Not sure where would be most appropriate to post this. It's a rather messy review/demo of the Graph Tech Ghost system with the Acoustiphonic Preamp.

[video=youtube;6UcOdf6vLs0]http://www.youtube.com/watch?v=6UcOdf6vLs0[/video]
http://www.youtube.com/watch?v=6UcOdf6vLs0

All guitar audio is recorded direct and the camera mic was muted whenever I was playing the guitar. Post processing was only done for the "song" at the end. Everything else is a raw/direct signal.

I didn't spend as much time editing this one because I didn't have the time. I was expecting a 5 minute video and it turned out to be around 10 minutes so hopefully it covers what people would have wanted to see in a demo.

_*EDIT: If you don't feel like watching a 10 minute video for 2 minutes of clips, try this audio demo instead._
[soundcloud]https://soundcloud.com/jbealsmusic/graph-tech-ghost-acoustiphonic[/soundcloud]


----------



## mhammer (Nov 30, 2007)

I picked up a set of Graph-Tech saddles for a Strat bridge a few years ago, but have yet to install them. I keep meaning to, but I had picked up a budget Parker with a piezo bridge so the "push" to install a 2nd set has subsided. You certainly won't have this issue with the Tremonti, but one of the more annoying aspects of the piezo bridge on the Parker is that use of the whammy with the piezo pickup on easily generates an audible "thunk".


----------



## jbealsmusic (Feb 12, 2014)

mhammer said:


> I picked up a set of Graph-Tech saddles for a Strat bridge a few years ago, but have yet to install them. I keep meaning to, but I had picked up a budget Parker with a piezo bridge so the "push" to install a 2nd set has subsided. You certainly won't have this issue with the Tremonti, but one of the more annoying aspects of the piezo bridge on the Parker is that use of the whammy with the piezo pickup on easily generates an audible "thunk".

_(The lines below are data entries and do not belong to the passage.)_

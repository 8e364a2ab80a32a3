use std::sync::Arc;

use house_price::ensemble::{DecisionTreeRegressor, TreeNode};
use house_price::{Config, Estimator, HouseFeatures, ListingTable, RandomForestRegressor};

const DATA: &str = "\
area_type,availability,size,society,total_sqft,bath,balcony,price,site_location
Super built-up  Area,Ready To Move,2 BHK,Coomee ,1000,2.0,1.0,50,Aundh
Plot  Area,Ready To Move,4 Bedroom,Theanmp,2000,4.0,2.0,104,Baner
Built-up  Area,Ready To Move,3 BHK,Soiewre,1500,3.0,2.0,72,Kothrud
Super built-up  Area,Ready To Move,2 BHK,DuenaTa,1200,2.0,1.0,150,Koregaon Park
Super built-up  Area,Ready To Move,1 RK,Jaades ,450,1.0,0.0,21,Hadapsar
";

fn split(feature: usize, threshold: f64, low: f64, high: f64) -> Vec<TreeNode> {
    vec![
        TreeNode::Split {
            feature,
            threshold,
            left: 1,
            right: 2,
        },
        TreeNode::Leaf { value: low },
        TreeNode::Leaf { value: high },
    ]
}

fn main() -> Result<(), Box<dyn std::error::Error>> {
    println!("=== House Price Estimate Example ===\n");

    // Step 1: Load the reference listings
    let dataset = ListingTable::from_reader(DATA.as_bytes())?;
    println!("Listings: {} kept, {} dropped", dataset.n_samples(), dataset.stats().rows_dropped());

    // Step 2: Describe the model's columns and build a small forest
    let columns: Vec<String> = ["bhk", "bath", "balcony", "new_total_sqft", "site_location_Aundh"]
        .iter()
        .map(|s| s.to_string())
        .collect();
    let trees = vec![
        DecisionTreeRegressor::new(split(3, 1200.0, 48.0, 90.0), columns.len())?,
        DecisionTreeRegressor::new(split(4, 0.5, 56.0, 52.0), columns.len())?,
    ];
    let forest = RandomForestRegressor::new(trees, columns.len())?;

    // Step 3: Assemble the estimator
    let estimator = Estimator::new(Arc::new(dataset), columns, Box::new(forest), &Config::default())?;

    // Step 4: Price a house
    let features = HouseFeatures {
        location: "Aundh".to_string(),
        room_count: 2,
        bathroom_count: 2,
        balcony_count: 1,
        area: 1000.0,
        area_type: "Super built-up  Area".to_string(),
        availability: "Ready To Move".to_string(),
    };
    let estimate = estimator.estimate(&features)?;

    println!("Estimated price: {}", estimate.prediction);
    println!("Similar locations:");
    for location in &estimate.recommendations {
        println!("  {}", location);
    }
    println!("Map: {}", estimate.map_url);

    Ok(())
}
use std::fmt;
use std::fs;
use std::path::Path;
use std::sync::Arc;

use serde::{Deserialize, Serialize};

use crate::ensemble::{RandomForestParams, RandomForestRegressor};
use crate::error::{EstimatorError, Result};
use crate::linear_model::{LinearRegression, LinearRegressionParams};
use crate::preprocessing::{FeatureSchema, FeatureVector};
use crate::{Matrix, Vector};

/// A fitted model that maps feature rows to prices.
pub trait Regressor: fmt::Debug + Send + Sync {
    fn n_features(&self) -> usize;

    fn predict(&self, x: &Matrix) -> std::result::Result<Vector, String>;
}

/// Serialized model artifact, tagged by `kind`.
#[derive(Clone, Debug, Serialize, Deserialize)]
#[serde(tag = "kind", rename_all = "snake_case")]
pub enum ModelArtifact {
    Linear(LinearRegressionParams),
    RandomForest(RandomForestParams),
}

impl ModelArtifact {
    pub fn into_regressor(self) -> std::result::Result<Box<dyn Regressor>, String> {
        let model: Box<dyn Regressor> = match self {
            ModelArtifact::Linear(params) => Box::new(LinearRegression::from_params(params)?),
            ModelArtifact::RandomForest(params) => Box::new(RandomForestRegressor::from_params(params)?),
        };
        Ok(model)
    }
}

/// Reads a model artifact from a JSON file.
pub fn load_model(path: impl AsRef<Path>) -> Result<Box<dyn Regressor>> {
    let path = path.as_ref();
    let raw = fs::read_to_string(path).map_err(|e| EstimatorError::startup("model", path, e.to_string()))?;
    let artifact: ModelArtifact =
        serde_json::from_str(&raw).map_err(|e| EstimatorError::startup("model", path, e.to_string()))?;
    let model = artifact
        .into_regressor()
        .map_err(|e| EstimatorError::startup("model", path, e))?;

    tracing::debug!(path = %path.display(), n_features = model.n_features(), "loaded model");
    Ok(model)
}

/// Predicted sale price in lakhs, rounded to 2 decimals.
#[derive(Clone, Copy, Debug, PartialEq)]
pub struct PredictionResult {
    pub price: f64,
}

impl PredictionResult {
    pub fn in_base_units(&self) -> f64 {
        self.price * crate::recommend::LAKH
    }
}

impl fmt::Display for PredictionResult {
    fn fmt(&self, f: &mut fmt::Formatter<'_>) -> fmt::Result {
        write!(f, "₹ {:.2} Lakhs", self.price)
    }
}

/// A model paired with the column list it was trained on.
#[derive(Debug)]
pub struct PricePredictor {
    model: Box<dyn Regressor>,
    columns: Arc<[String]>,
}

impl PricePredictor {
    pub fn new(model: Box<dyn Regressor>, schema: &FeatureSchema) -> Result<Self> {
        if model.n_features() != schema.len() {
            return Err(EstimatorError::invalid_schema(format!(
                "model expects {} features but the column list has {}",
                model.n_features(),
                schema.len()
            )));
        }

        Ok(Self {
            model,
            columns: schema.shared_columns(),
        })
    }

    pub fn columns(&self) -> &[String] {
        &self.columns
    }

    /// Runs the model on one encoded row.
    pub fn predict(&self, features: &FeatureVector) -> Result<PredictionResult> {
        if !features.shares_columns(&self.columns) && features.columns() != &*self.columns {
            return Err(EstimatorError::schema_mismatch(format!(
                "got {} columns, model expects {}",
                features.len(),
                self.columns.len()
            )));
        }

        let predictions = self
            .model
            .predict(&features.to_matrix())
            .map_err(EstimatorError::schema_mismatch)?;
        let price = predictions
            .first()
            .copied()
            .ok_or_else(|| EstimatorError::schema_mismatch("model returned no prediction"))?;

        Ok(PredictionResult {
            price: round_to(price, 2),
        })
    }
}

/// Rounds to `decimals` places, ties to even.
pub fn round_to(value: f64, decimals: i32) -> f64 {
    let factor = 10f64.powi(decimals);
    (value * factor).round_ties_even() / factor
}

#[cfg(test)]
mod tests {
    use super::*;
    use crate::preprocessing::{encode, HouseFeatures};
    use ndarray::array;

    fn schema() -> FeatureSchema {
        let columns = ["bhk", "bath", "balcony", "new_total_sqft", "site_location_Aundh"];
        FeatureSchema::new(columns.iter().map(|s| s.to_string()).collect()).unwrap()
    }

    fn features() -> HouseFeatures {
        HouseFeatures {
            location: "Aundh".to_string(),
            room_count: 2,
            bathroom_count: 2,
            balcony_count: 1,
            area: 1000.0,
            area_type: "Plot  Area".to_string(),
            availability: "Ready To Move".to_string(),
        }
    }

    fn linear(coefficients: Vector, intercept: f64) -> Box<dyn Regressor> {
        Box::new(LinearRegression::new(coefficients, intercept))
    }

    #[test]
    fn test_round_to() {
        assert_eq!(round_to(12.3456, 2), 12.35);
        assert_eq!(round_to(12.344, 2), 12.34);
        assert_eq!(round_to(-1.005, 0), -1.0);
        assert_eq!(round_to(50.0, 2), 50.0);
    }

    #[test]
    fn test_round_to_ties_go_to_even() {
        assert_eq!(round_to(52.625, 2), 52.62);
        assert_eq!(round_to(0.125, 2), 0.12);
        assert_eq!(round_to(0.375, 2), 0.38);
        assert_eq!(round_to(2.5, 0), 2.0);
        assert_eq!(round_to(-2.5, 0), -2.0);
    }

    #[test]
    fn test_predict_rounds_exact_tie_to_even() {
        let schema = schema();
        let model = linear(array![0.0, 0.0, 0.0, 0.0, 0.0], 52.625);
        let predictor = PricePredictor::new(model, &schema).unwrap();

        let result = predictor.predict(&encode(&features(), &schema)).unwrap();

        assert_eq!(result.price, 52.62);
        assert_eq!(result.to_string(), "₹ 52.62 Lakhs");
    }

    #[test]
    fn test_predict_rounds_to_two_decimals() {
        let schema = schema();
        let model = linear(array![1.111, 0.0, 0.0, 0.012345, 7.777], 0.004);
        let predictor = PricePredictor::new(model, &schema).unwrap();

        let result = predictor.predict(&encode(&features(), &schema)).unwrap();

        // 2.222 + 12.345 + 7.777 + 0.004
        assert_eq!(result.price, 22.35);
        assert_eq!((result.price * 100.0).round() / 100.0, result.price);
    }

    #[test]
    fn test_predictor_rejects_width_mismatch() {
        let schema = schema();
        let err = PricePredictor::new(linear(array![1.0, 2.0], 0.0), &schema).unwrap_err();
        assert!(err.is_fatal());
    }

    #[test]
    fn test_predict_rejects_foreign_columns() {
        let schema = schema();
        let predictor = PricePredictor::new(linear(Vector::zeros(5), 1.0), &schema).unwrap();

        let other = FeatureVector::new(
            ["bhk", "bath", "balcony", "new_total_sqft", "site_location_Baner"]
                .iter()
                .map(|s| s.to_string())
                .collect(),
            Vector::zeros(5),
        )
        .unwrap();
        let err = predictor.predict(&other).unwrap_err();
        assert!(matches!(err, EstimatorError::SchemaMismatch(_)));
        assert!(!err.is_fatal());

        let short = FeatureVector::new(vec!["bhk".to_string()], Vector::zeros(1)).unwrap();
        assert!(predictor.predict(&short).is_err());
    }

    #[test]
    fn test_predict_accepts_equal_columns() {
        let schema = schema();
        let predictor = PricePredictor::new(linear(Vector::ones(5), 0.0), &schema).unwrap();

        let copy = FeatureVector::new(schema.columns().to_vec(), array![1.0, 1.0, 1.0, 1.0, 1.0]).unwrap();
        assert_eq!(predictor.predict(&copy).unwrap().price, 5.0);
    }

    #[test]
    fn test_artifact_kinds() {
        let linear: ModelArtifact =
            serde_json::from_str(r#"{"kind": "linear", "coefficients": [1.0, 2.0], "intercept": 0.5}"#).unwrap();
        assert_eq!(linear.into_regressor().unwrap().n_features(), 2);

        let forest: ModelArtifact = serde_json::from_str(
            r#"{"kind": "random_forest", "n_features": 3, "trees": [{"nodes": [{"value": 42.0}]}]}"#,
        )
        .unwrap();
        let forest = forest.into_regressor().unwrap();
        assert_eq!(forest.n_features(), 3);
        assert_eq!(forest.predict(&array![[0.0, 0.0, 0.0]]).unwrap()[0], 42.0);
    }

    #[test]
    fn test_prediction_display() {
        let result = PredictionResult { price: 52.5 };
        assert_eq!(result.to_string(), "₹ 52.50 Lakhs");
        assert_eq!(result.in_base_units(), 5_250_000.0);
    }

    #[test]
    fn test_load_model_missing_file() {
        let err = load_model("/nonexistent/rf_model.json").unwrap_err();
        assert!(matches!(err, EstimatorError::Startup { artifact: "model", .. }));
    }
}
//! Linear regression restored from fitted parameters.
//!
//! # Examples
//!
//! ```rust
//! use house_price::LinearRegression;
//! use ndarray::array;
//!
//! let model = LinearRegression::new(array![2.0], 3.0);
//! let predictions = model.predict(&array![[1.0], [2.0]]).unwrap();
//! assert_eq!(predictions, array![5.0, 7.0]);
//! ```

mod linear_regression;

pub use linear_regression::{LinearRegression, LinearRegressionParams};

I've had it on my PRS for about 2 years now and love it. In a live setting, I play through a modeler direct to FOH. When I switch to an acoustic sound (ghost system + acoustic simulator in the modeler with subtle fx), it is the best acoustic tone I've ever had (far better than any actual acoustic I've used in a live setting). Also can't argue with the convenience of not having to switch guitars. I've installed the ghost system on my Warmoth/Carvin build as well. Although, this time I did the wiring MUCH cleaner and more organized. I never thought of using the whammy with the acoustic sound, but I can see how that would be a problem.

There is a bit of a trade-off with the ghost stuff vs other electric guitar piezo solutions. It is great because there is little or no piezo "plink" with the ghost system because of the soft string saver saddles that it uses. However, that also means you lose some of the bite of your attack when playing through your magnetic pickups. It just doesn't sound anything like steel saddles so it takes time to get used to the new sound.


----------